Source records Block Start

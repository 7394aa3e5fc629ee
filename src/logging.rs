//! Logging initialization.
//!
//! Diagnostics go through `tracing` to stderr; stdout carries the progress
//! and summary lines from [`output`](crate::output). `RUST_LOG` overrides the
//! level chosen here.

use tracing_subscriber::{EnvFilter, fmt, prelude::*};

/// Filter used when `RUST_LOG` is unset.
///
/// Quiet by default: per-item failures are already printed by the CLI, so
/// only warnings (uncoercible tags, failed items) reach the log.
pub fn default_directive(verbose: bool) -> &'static str {
    if verbose { "gallery_prep=debug,info" } else { "warn" }
}

/// Initialize the logging subsystem.
///
/// * `verbose` - debug level for this crate instead of warnings only.
/// * `json_format` - structured JSON lines instead of human-readable output.
pub fn init(verbose: bool, json_format: bool) {
    let filter = EnvFilter::try_from_default_env()
        .unwrap_or_else(|_| EnvFilter::new(default_directive(verbose)));

    if json_format {
        tracing_subscriber::registry()
            .with(filter)
            .with(fmt::layer().json().with_writer(std::io::stderr))
            .init();
    } else {
        tracing_subscriber::registry()
            .with(filter)
            .with(
                fmt::layer()
                    .with_target(false)
                    .with_writer(std::io::stderr),
            )
            .init();
    }
}
//! CLI output formatting for builds and checks.
//!
//! # Information-First Display
//!
//! Every item leads with its positional index and id; the resolved source
//! path and the result are indented context lines. Output reads as an
//! inventory of the gallery while still letting users trace each line back to
//! a file on disk.
//!
//! # Output Format
//!
//! ## Build
//!
//! ```text
//! Japan (2 photos, 1 asset)
//!     001 map [asset]
//!         Source: /photos/japan/route.png
//!         small: 1200x800, 412 KB
//!     002 shrine [photo]
//!         Source: /photos/japan/DSCF0042.JPG
//!         small: 2000x1333, 988 KB
//!         warning: iso: expected integer, found ASCII
//! ```
//!
//! ## Summary
//!
//! ```text
//! Photos
//! japan
//!     001 shrine: FUJIFILM X100V · ISO 160 · f/5.6 · 23mm · 1/250s
//!     002 alley: (no metadata)
//!
//! Processed 2 photos, 1 asset: 1 failed, 1 warning
//!
//! Failed
//!     japan/alley [photo]: Source not found: /photos/japan/DSCF0007.JPG
//! ```
//!
//! ## Check
//!
//! ```text
//! 001 japan: 3 items in /photos/japan
//!     missing photo alley: /photos/japan/DSCF0007.JPG
//! 002 remote: Unknown location scheme 's3' in 's3:bucket'
//! ```
//!
//! # Architecture
//!
//! Each output has a `format_*` function (returns `Vec<String>`) for
//! testability and a `print_*` wrapper that writes to stdout. Format functions
//! are pure: no I/O, no side effects.

use crate::metadata::{CameraMetadata, exposure_fraction};
use crate::pipeline::{CheckReport, ItemProgress, PipelineEvent, RunSummary, Stage};
use crate::process::ItemKind;

// ============================================================================
// Shared helpers
// ============================================================================

/// Format a 1-based positional index as 3-digit zero-padded.
fn format_index(pos: usize) -> String {
    format!("{:0>3}", pos)
}

/// Return indentation string: 4 spaces per depth level.
fn indent(depth: usize) -> String {
    "    ".repeat(depth)
}

/// `"1 photo"`, `"3 photos"`.
fn plural(n: usize, noun: &str) -> String {
    if n == 1 {
        format!("{n} {noun}")
    } else {
        format!("{n} {noun}s")
    }
}

/// Human-readable byte count: `512 B`, `412 KB`, `1.4 MB`.
fn format_bytes(bytes: u64) -> String {
    const KB: u64 = 1024;
    const MB: u64 = 1024 * 1024;
    match bytes {
        b if b < KB => format!("{b} B"),
        b if b < MB => format!("{} KB", b / KB),
        b => format!("{:.1} MB", b as f64 / MB as f64),
    }
}

/// Trim a float to at most one decimal: `5.6`, `23`, `1.4`.
fn format_decimal(value: f64) -> String {
    let rounded = (value * 10.0).round() / 10.0;
    if rounded.fract() == 0.0 {
        format!("{rounded:.0}")
    } else {
        format!("{rounded:.1}")
    }
}

/// One-line camera metadata: `FUJIFILM X100V · ISO 160 · f/5.6 · 23mm · 1/250s`.
///
/// Absent fields are skipped; nothing at all gives `(no metadata)`.
pub fn format_metadata(meta: &CameraMetadata) -> String {
    let camera = [meta.make.as_deref(), meta.model.as_deref()]
        .into_iter()
        .flatten()
        .collect::<Vec<_>>()
        .join(" ");

    let mut parts = Vec::new();
    if !camera.is_empty() {
        parts.push(camera);
    }
    if let Some(iso) = meta.iso {
        parts.push(format!("ISO {iso}"));
    }
    if let Some(f) = meta.f_stop {
        parts.push(format!("f/{}", format_decimal(f)));
    }
    if let Some(mm) = meta.focal_length {
        parts.push(format!("{}mm", format_decimal(mm)));
    }
    if let Some(fraction) = meta.exposure_time.and_then(exposure_fraction) {
        parts.push(format!("{fraction}s"));
    }

    if parts.is_empty() {
        "(no metadata)".to_string()
    } else {
        parts.join(" · ")
    }
}

// ============================================================================
// Build progress
// ============================================================================

/// Format a single pipeline event as display lines.
pub fn format_event(event: &PipelineEvent) -> Vec<String> {
    match event {
        PipelineEvent::StageChanged(stage) => match stage {
            Stage::Loading => vec!["==> Loading manifest".to_string()],
            Stage::Serializing => vec!["==> Writing manifest".to_string()],
            // Pages announce themselves; terminal states are covered by the summary
            Stage::Processing { .. } | Stage::Done | Stage::Failed => Vec::new(),
        },
        PipelineEvent::PageStarted {
            title,
            photos,
            assets,
            ..
        } => vec![format!(
            "{} ({}, {})",
            title,
            plural(*photos, "photo"),
            plural(*assets, "asset")
        )],
        PipelineEvent::ItemProcessed {
            index,
            kind,
            item_id,
            source,
            progress,
            warnings,
        } => {
            let mut lines = vec![
                format!("{}{} {} [{}]", indent(1), format_index(*index), item_id, kind),
                format!("{}Source: {}", indent(2), source.display()),
            ];
            lines.push(match progress {
                ItemProgress::Complete {
                    width,
                    height,
                    bytes,
                } => format!(
                    "{}small: {}x{}, {}",
                    indent(2),
                    width,
                    height,
                    format_bytes(*bytes)
                ),
                ItemProgress::DerivativeFailed(error) => {
                    format!("{}copied, small FAILED: {}", indent(2), error)
                }
                ItemProgress::Failed(error) => format!("{}FAILED: {}", indent(2), error),
            });
            for warning in warnings {
                lines.push(format!("{}warning: {}", indent(2), warning));
            }
            lines
        }
    }
}

// ============================================================================
// Run summary
// ============================================================================

/// Format the end-of-run summary: extracted metadata per page, totals, and
/// every failed item.
pub fn format_summary(summary: &RunSummary) -> Vec<String> {
    let mut lines = Vec::new();

    let pages_with_photos: Vec<_> = summary
        .manifest
        .pages
        .iter()
        .filter(|(_, page)| !page.photos.is_empty())
        .collect();
    if !pages_with_photos.is_empty() {
        lines.push("Photos".to_string());
        for (page_id, page) in pages_with_photos {
            lines.push(page_id.clone());
            for (i, (photo_id, photo)) in page.photos.iter().enumerate() {
                lines.push(format!(
                    "{}{} {}: {}",
                    indent(1),
                    format_index(i + 1),
                    photo_id,
                    format_metadata(&photo.metadata())
                ));
            }
        }
        lines.push(String::new());
    }

    let failures = summary.failures();
    let warnings = summary.warnings();
    let mut totals = format!(
        "Processed {}, {}",
        plural(summary.count(ItemKind::Photo), "photo"),
        plural(summary.count(ItemKind::Asset), "asset")
    );
    if failures.is_empty() && warnings.is_empty() {
        totals.push_str(": all complete");
    } else {
        totals.push_str(&format!(
            ": {} failed, {}",
            failures.len(),
            plural(warnings.len(), "warning")
        ));
    }
    lines.push(totals);

    if !failures.is_empty() {
        lines.push(String::new());
        lines.push("Failed".to_string());
        for item in failures {
            let error = item
                .error()
                .map(ToString::to_string)
                .unwrap_or_default();
            lines.push(format!(
                "{}{}/{} [{}]: {}",
                indent(1),
                item.page_id,
                item.item_id,
                item.kind,
                error
            ));
        }
    }

    lines
}

pub fn print_event(event: &PipelineEvent) {
    for line in format_event(event) {
        println!("{}", line);
    }
}

pub fn print_summary(summary: &RunSummary) {
    for line in format_summary(summary) {
        println!("{}", line);
    }
}

// ============================================================================
// Check
// ============================================================================

/// Format a check report: one header per page, one line per problem.
pub fn format_check(report: &CheckReport) -> Vec<String> {
    let mut lines = Vec::new();

    for (i, page) in report.pages.iter().enumerate() {
        match &page.location {
            Ok(dir) => {
                lines.push(format!(
                    "{} {}: {} in {}",
                    format_index(i + 1),
                    page.page_id,
                    plural(page.items, "item"),
                    dir.display()
                ));
                for missing in &page.missing {
                    lines.push(format!(
                        "{}missing {} {}: {}",
                        indent(1),
                        missing.kind,
                        missing.item_id,
                        missing.path.display()
                    ));
                }
            }
            Err(err) => lines.push(format!("{} {}: {}", format_index(i + 1), page.page_id, err)),
        }
    }

    match report.problems() {
        0 => lines.push("==> Manifest is valid".to_string()),
        n => lines.push(format!("==> {}", plural(n, "problem"))),
    }
    lines
}

pub fn print_check(report: &CheckReport) {
    for line in format_check(report) {
        println!("{}", line);
    }
}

Source records Block End

#### What you will do:
The required answer is each line of the data in which the word "parts" appears.

#### Written response:
    let mut parts = Vec::new();
        parts.push(camera);
        parts.push(format!("ISO {iso}"));
        parts.push(format!("f/{}", format_decimal(f)));
        parts.push(format!("{}mm", format_decimal(mm)));
        parts.push(format!("{fraction}s"));
    if parts.is_empty() {
        parts.join(" · ")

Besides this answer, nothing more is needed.